These New Warriors Designs Says A Lot About The Lack Of Cultural Understanding In Common Character Design Methods
(Writer's note: I use they/them pronouns for the people creatively involved because I'm not familiar with them and I don't know their pronouns)
There was a time I'd look at the character designs for Daniel Kibblesmith's run on New Warriors and immediately tear into them for the classic reasons that make being an artist nearly unbearable on the internet. I know somewhere there's an artist that is particularly proud of these designs simply because they accomplished something many artists have not: legitimate association with the Marvel brand. They should be proud.
The issues that I see with these designs lay at the feet of Kibblesmith and I'm sympathetic to their position as well. Being a writer is not easy, and comic book fans can be very brutal. We're in the untamed wilds when it comes to queer inclusion. A lot of people are trying new things and that should be encouraged. But when things go wrong (and there is definitely a few things wrong with these designs) I think it'd be best to look at those things and see how we can improve as creators.
I can't ignore the elephant in the room that is Snowflake and Safespace. I'm willing to give Kibblesmith the benefit of the doubt; that they earnestly believe that name choice would lead to a positive effect. (the alternative would make them a person with an agenda outside of better representation of marginalized people.)
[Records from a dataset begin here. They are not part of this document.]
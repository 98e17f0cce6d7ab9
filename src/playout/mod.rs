//! Stage (b): grouping and playout scoring of frame log rows.
//!
//! ```rust
//! use rtp_playout::playout::{group_records, score_groups};
//!
//! let summary = score_groups(&group_records(Vec::new()));
//! assert!(summary.lateness_ratios.is_empty());
//! ```

pub mod aggregate;
pub mod grouper;
pub mod simulator;

pub use aggregate::{
    FREEZE_LIST_FILE, GroupScore, LATENESS_LIST_FILE, PlayoutSummary, SKIP_LIST_FILE,
    is_reportable_ratio, score_groups, score_groups_parallel, write_values,
};
pub use grouper::{FrameGroups, group_records};
pub use simulator::{FrameVerdict, GroupPlayout, capture_span_ms, simulate};
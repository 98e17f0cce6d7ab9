//! Partition frame rows by group

use std::collections::BTreeMap;

use crate::types::{FrameRecord, GroupId};

/// Frame rows per group, in ascending group id order.
pub type FrameGroups = BTreeMap<GroupId, Vec<FrameRecord>>;

/// Split rows by `group_id`, keeping input order inside each group.
pub fn group_records(records: impl IntoIterator<Item = FrameRecord>) -> FrameGroups {
    let mut groups = FrameGroups::new();
    for record in records {
        groups.entry(record.group_id).or_default().push(record);
    }
    groups
}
Some of this design is limited by the artist some of it limited by the instructions given to the artist. I can see what was trying to be accomplished here: Two characters that mirror and complement one another". On some levels, I do believe these designs to be successful. To be real even the most iconic of comic book designs are kind of...weird. So I'm not going to say something like "These designs are terrible!!" That would be underestimating the ability of a lot of different artists. They could absolutely work if the narrative gives the audience a strong enough reason behind the decisions. That said, there are a few things I'd like to address in hopes that if there are changes made in the future artists and writers can avoid the kind of response that...(I can't believe I'm writing this...) Snowflake and Safeplace have gotten. The first thing I want to say is if you are going to create queer characters (especially dark-skinned characters) don't half step. Do some research and like talk to people in different age groups not just your target audience. Ask yourself what you are really trying to accomplish and is this the absolute only way to complete your narrative?
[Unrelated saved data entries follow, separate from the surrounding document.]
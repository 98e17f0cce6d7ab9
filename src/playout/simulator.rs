//! Offline playout simulation
//!
//! Replays one group's frames against a virtual receiver clock. Frames are
//! taken in RTP order; the playout clock only moves forward and is pinned to
//! the later of a frame's arrival and its schedule. A frame whose successor
//! arrives after both the clock and its own schedule freezes the picture; a
//! clock that then advances by less than the nominal frame spacing means the
//! receiver would have skipped ahead, which cancels the freeze recorded for
//! the previous frame.

use crate::types::{CaptureTime, FrameRecord};

/// Outcome for one frame of a group, in simulated playout order.
#[derive(Debug, Clone, Copy, PartialEq, Eq)]
pub struct FrameVerdict {
    pub rtps: i64,
    pub times: i64,
    /// Virtual playout clock after this frame
    pub play_time: i64,
    pub skip: i64,
    pub freeze: i64,
}

/// Simulation result for one group.
#[derive(Debug, Clone, PartialEq)]
pub struct GroupPlayout {
    /// One verdict per frame; empty for groups with fewer than two frames
    pub verdicts: Vec<FrameVerdict>,
    /// Sum of freeze values at the step each was computed
    pub lateness_ms: i64,
    pub span_ms: u64,
    pub lateness_ratio: f64,
}

impl GroupPlayout {
    fn degenerate() -> Self {
        Self { verdicts: Vec::new(), lateness_ms: 0, span_ms: 0, lateness_ratio: 0.0 }
    }
}

/// Simulate playout of one group's frames, given in any order.
pub fn simulate(frames: &[FrameRecord]) -> GroupPlayout {
    if frames.len() < 2 {
        return GroupPlayout::degenerate();
    }

    let mut order: Vec<&FrameRecord> = frames.iter().collect();
    order.sort_by_key(|frame| frame.rtps);

    let delta_rtp: Vec<i64> = order.windows(2).map(|pair| pair[1].rtps - pair[0].rtps).collect();

    let mut verdicts = Vec::with_capacity(order.len());
    // Previous frame's verdict; its skip is only known after the next step.
    let mut pending: Option<FrameVerdict> = None;
    let mut out_time = 0i64;
    let mut lateness_ms = 0i64;

    for (i, pair) in order.windows(2).enumerate() {
        let (current, next) = (pair[0], pair[1]);

        let prev_play_time = out_time;
        out_time = out_time.max(current.times.max(current.rtps));

        let freeze = if next.times > next.rtps {
            (next.times - out_time.max(next.rtps)).max(0)
        } else {
            0
        };

        if let Some(mut previous) = pending.take() {
            let advanced = out_time - prev_play_time;
            let spacing = delta_rtp[i - 1];
            if advanced < spacing {
                previous.skip = spacing - advanced;
                previous.freeze = 0;
            }
            verdicts.push(previous);
        }

        lateness_ms += freeze;
        pending = Some(FrameVerdict {
            rtps: current.rtps,
            times: current.times,
            play_time: out_time,
            skip: 0,
            freeze,
        });
    }

    verdicts.extend(pending);
    if let Some(last) = order.last() {
        verdicts.push(FrameVerdict {
            rtps: last.rtps,
            times: last.times,
            play_time: out_time.max(last.times.max(last.rtps)),
            skip: 0,
            freeze: 0,
        });
    }

    let span_ms = capture_span_ms(order.iter().copied());
    let lateness_ratio = if span_ms == 0 { 0.0 } else { lateness_ms as f64 / span_ms as f64 };

    GroupPlayout { verdicts, lateness_ms, span_ms, lateness_ratio }
}

/// Wall-clock span of a group in ms, over frames in playout order.
///
/// Seconds and micros are tracked as separate running extremes: the micros
/// accumulator only moves on rows whose second equals the current extreme
/// second, and is never reset when that second changes. The result depends
/// on frame order when the extremes come from different rows.
pub fn capture_span_ms<'a>(frames: impl IntoIterator<Item = &'a FrameRecord>) -> u64 {
    let (mut min_s, mut min_us) = (u64::MAX, u32::MAX);
    let (mut max_s, mut max_us) = (0u64, 0u32);
    let mut seen = false;

    for frame in frames {
        seen = true;
        min_s = min_s.min(frame.min_time.secs);
        if frame.min_time.secs == min_s {
            min_us = min_us.min(frame.min_time.micros);
        }
        max_s = max_s.max(frame.max_time.secs);
        if frame.max_time.secs == max_s {
            max_us = max_us.max(frame.max_time.micros);
        }
    }

    if !seen {
        return 0;
    }
    let start = CaptureTime::new(min_s, min_us).as_millis();
    let end = CaptureTime::new(max_s, max_us).as_millis();
    end.saturating_sub(start)
}

#[cfg(test)]
mod tests {
    use super::*;
    use crate::test_utils::{frame_record, frames_from};
    use proptest::prelude::*;

    fn skips(playout: &GroupPlayout) -> Vec<i64> {
        playout.verdicts.iter().map(|v| v.skip).collect()
    }

    fn freezes(playout: &GroupPlayout) -> Vec<i64> {
        playout.verdicts.iter().map(|v| v.freeze).collect()
    }

    #[test]
    fn on_schedule_frames_have_no_events() {
        let playout = simulate(&frames_from(&[(0, 0), (33, 33), (66, 66)]));
        assert_eq!(skips(&playout), [0, 0, 0]);
        assert_eq!(freezes(&playout), [0, 0, 0]);
        assert_eq!(playout.lateness_ratio, 0.0);
    }

    #[test]
    fn late_second_frame_freezes_first() {
        // (rtps, times)
        let playout = simulate(&frames_from(&[(0, 0), (33, 80)]));
        assert_eq!(freezes(&playout), [47, 0]);
        assert_eq!(skips(&playout), [0, 0]);
        assert_eq!(playout.lateness_ms, 47);
        assert_eq!(playout.span_ms, 80);
        assert_eq!(playout.lateness_ratio, 47.0 / 80.0);
    }

    #[test]
    fn single_frame_is_degenerate() {
        let playout = simulate(&frames_from(&[(0, 500)]));
        assert!(playout.verdicts.is_empty());
        assert_eq!(playout.lateness_ratio, 0.0);

        assert_eq!(simulate(&[]).lateness_ratio, 0.0);
    }

    #[test]
    fn skip_overrides_recorded_freeze() {
        let playout = simulate(&frames_from(&[(0, 0), (33, 80), (66, 81), (99, 99)]));

        // frame 1 first froze for 1 ms, then the clock advanced only 1 ms
        // over a 33 ms spacing
        assert_eq!(freezes(&playout), [47, 0, 0, 0]);
        assert_eq!(skips(&playout), [0, 32, 0, 0]);
        // lateness keeps the freeze as it was when computed
        assert_eq!(playout.lateness_ms, 48);
        assert_eq!(playout.span_ms, 99);
    }

    #[test]
    fn frames_are_sorted_by_rtp_time() {
        let shuffled = frames_from(&[(66, 66), (0, 0), (33, 80)]);
        let playout = simulate(&shuffled);
        let order: Vec<i64> = playout.verdicts.iter().map(|v| v.rtps).collect();
        assert_eq!(order, [0, 33, 66]);
        assert_eq!(freezes(&playout)[0], 47);
    }

    #[test]
    fn ties_keep_input_order() {
        let playout = simulate(&frames_from(&[(10, 5), (10, 7), (10, 6)]));
        let times: Vec<i64> = playout.verdicts.iter().map(|v| v.times).collect();
        assert_eq!(times, [5, 7, 6]);
    }

    #[test]
    fn zero_span_yields_zero_ratio() {
        let mut frames = frames_from(&[(0, 0), (33, 80)]);
        for frame in &mut frames {
            frame.min_time = CaptureTime::new(1_700_000_000, 0);
            frame.max_time = CaptureTime::new(1_700_000_000, 0);
        }
        let playout = simulate(&frames);
        assert_eq!(playout.lateness_ms, 47);
        assert_eq!(playout.span_ms, 0);
        assert_eq!(playout.lateness_ratio, 0.0);
    }

    #[test]
    fn span_keeps_micros_across_second_changes() {
        let mut early = frame_record(0, 0);
        early.min_time = CaptureTime::new(10, 900_000);
        early.max_time = CaptureTime::new(11, 100_000);
        let mut late = frame_record(0, 0);
        late.min_time = CaptureTime::new(10, 200_000);
        late.max_time = CaptureTime::new(12, 50_000);

        // start 10.200; end keeps the 100_000 micros seen at second 11
        assert_eq!(capture_span_ms(&[early, late]), 1900);
    }

    #[test]
    fn span_extremes_can_come_from_different_frames() {
        let mut first = frame_record(0, 0);
        first.min_time = CaptureTime::new(11, 100);
        first.max_time = CaptureTime::new(12, 999_000);
        let mut second = frame_record(33, 33);
        second.min_time = CaptureTime::new(10, 500_000);
        second.max_time = CaptureTime::new(13, 0);

        // 13.999 - 10.000
        assert_eq!(capture_span_ms(&[first.clone(), second.clone()]), 3999);

        // simulate walks rtps order, whatever the input order
        let playout = simulate(&[second, first]);
        assert_eq!(playout.span_ms, 3999);
    }

    #[test]
    fn span_of_nothing_is_zero() {
        assert_eq!(capture_span_ms(std::iter::empty()), 0);
    }

    prop_compose! {
        fn arb_frames()(
            points in prop::collection::vec((-5_000i64..5_000, -5_000i64..5_000), 0..80)
        ) -> Vec<FrameRecord> {
            frames_from(&points)
        }
    }

    proptest! {
        #[test]
        fn prop_playout_clock_is_monotonic(frames in arb_frames()) {
            let playout = simulate(&frames);
            for pair in playout.verdicts.windows(2) {
                prop_assert!(pair[0].play_time <= pair[1].play_time);
            }
        }

        #[test]
        fn prop_skip_and_freeze_are_exclusive(frames in arb_frames()) {
            let playout = simulate(&frames);
            for verdict in &playout.verdicts {
                prop_assert!(verdict.skip == 0 || verdict.freeze == 0);
                prop_assert!(verdict.skip >= 0);
                prop_assert!(verdict.freeze >= 0);
            }
        }

        #[test]
        fn prop_one_verdict_per_frame(frames in arb_frames()) {
            let playout = simulate(&frames);
            let expected = if frames.len() < 2 { 0 } else { frames.len() };
            prop_assert_eq!(playout.verdicts.len(), expected);
            prop_assert!(playout.lateness_ratio >= 0.0);
        }

        #[test]
        fn prop_simulation_is_deterministic(frames in arb_frames()) {
            prop_assert_eq!(simulate(&frames), simulate(&frames));
        }
    }
}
Secondly, it's a pretty big deal to have non-binary characters on a platform as recognizable as Marvel. Not too long ago and even still today trans people like myself are mocked for showing any amount of pride in who we are publically and these designs feel like fuel for bigotry more than they do a subversion of it. There's a big misconception about gender and non-binary people, that we have to perform androgyny to be taken seriously. The "Snowflake" design not only makes it seem as if to be non-binary one must be androgynous, but the characters are also supposed to be twins. I bring that up because, in one of the promo pieces, Snowflake and Safespace are caressing one another as if lovers. That plays into a whole barrel worth of tropes that queer people have been fighting against adamantly.
I can't be 100% sure if these characters are supposed to be Black but assuming that they are, their designs are completely devoid of Black culture; both phenotypically and aesthetically. This type of copypasta approach to creating Black characters is exactly the kind of thing I was trying to help artists and writers avoid when I created "How to Draw Black People". Feminity and Masculinity are as much of a spectrum as gender itself is. Kibblesmith is using gender and race as if they have no real-world correlation to culture and daily life. When I said earlier that there is something wrong with these designs this is what I meant. Snowflake and Safespace do not represent an impression that is familiar to Trans people, to Black people or pop culture. Instead, these designs unironically give the impression of what a person with limited experience might think Black/trans people look like.
Lastly, these characters are if nothing else, a completely wasted opportunity for Marvel to develop a readership with young queer kids, a demographic that is being dominated by independent artists mostly of queer identity. With the popularity of gender non-conformity and more and more non-binary people emerging, Marvel is sticking to it's roots of exploitation that date back to the days of "(Black) Power Man". It's not impossible for cis people or non-Black to create culturally respectful and authentic designs based on trans/Black people. Creative teams just have to start taking educating themselves on gender a lot more seriously.
And yes I am going to use this to shamelessly plug my book and not because I think "HTDBP" would have helped in this situation but to point out that the resources are out there for writers and artists to educate themselves on things like gender, stereotypes, transphobia etc. We have an excellent opportunity to be at home right now and read and reflect so I hope that people do just that.
What I am saying is, I hope that these designs were not intended to convey the things that they are conveying. Kibblesmith's New Warriors can obviously improve on these designs and if I had to guess they likely will. But the main takeaway is this: Do better. There are a lot of trans people like myself that go out of our way to educate people on our experiences and I know Kibblesmith identifies as queer but that doesn't absolve them of scrutiny or responsibility when using the identity of trans people as a marketing tool.
Comics will not survive as a medium if artists do not evolve beyond using stereotypes as narrative tools.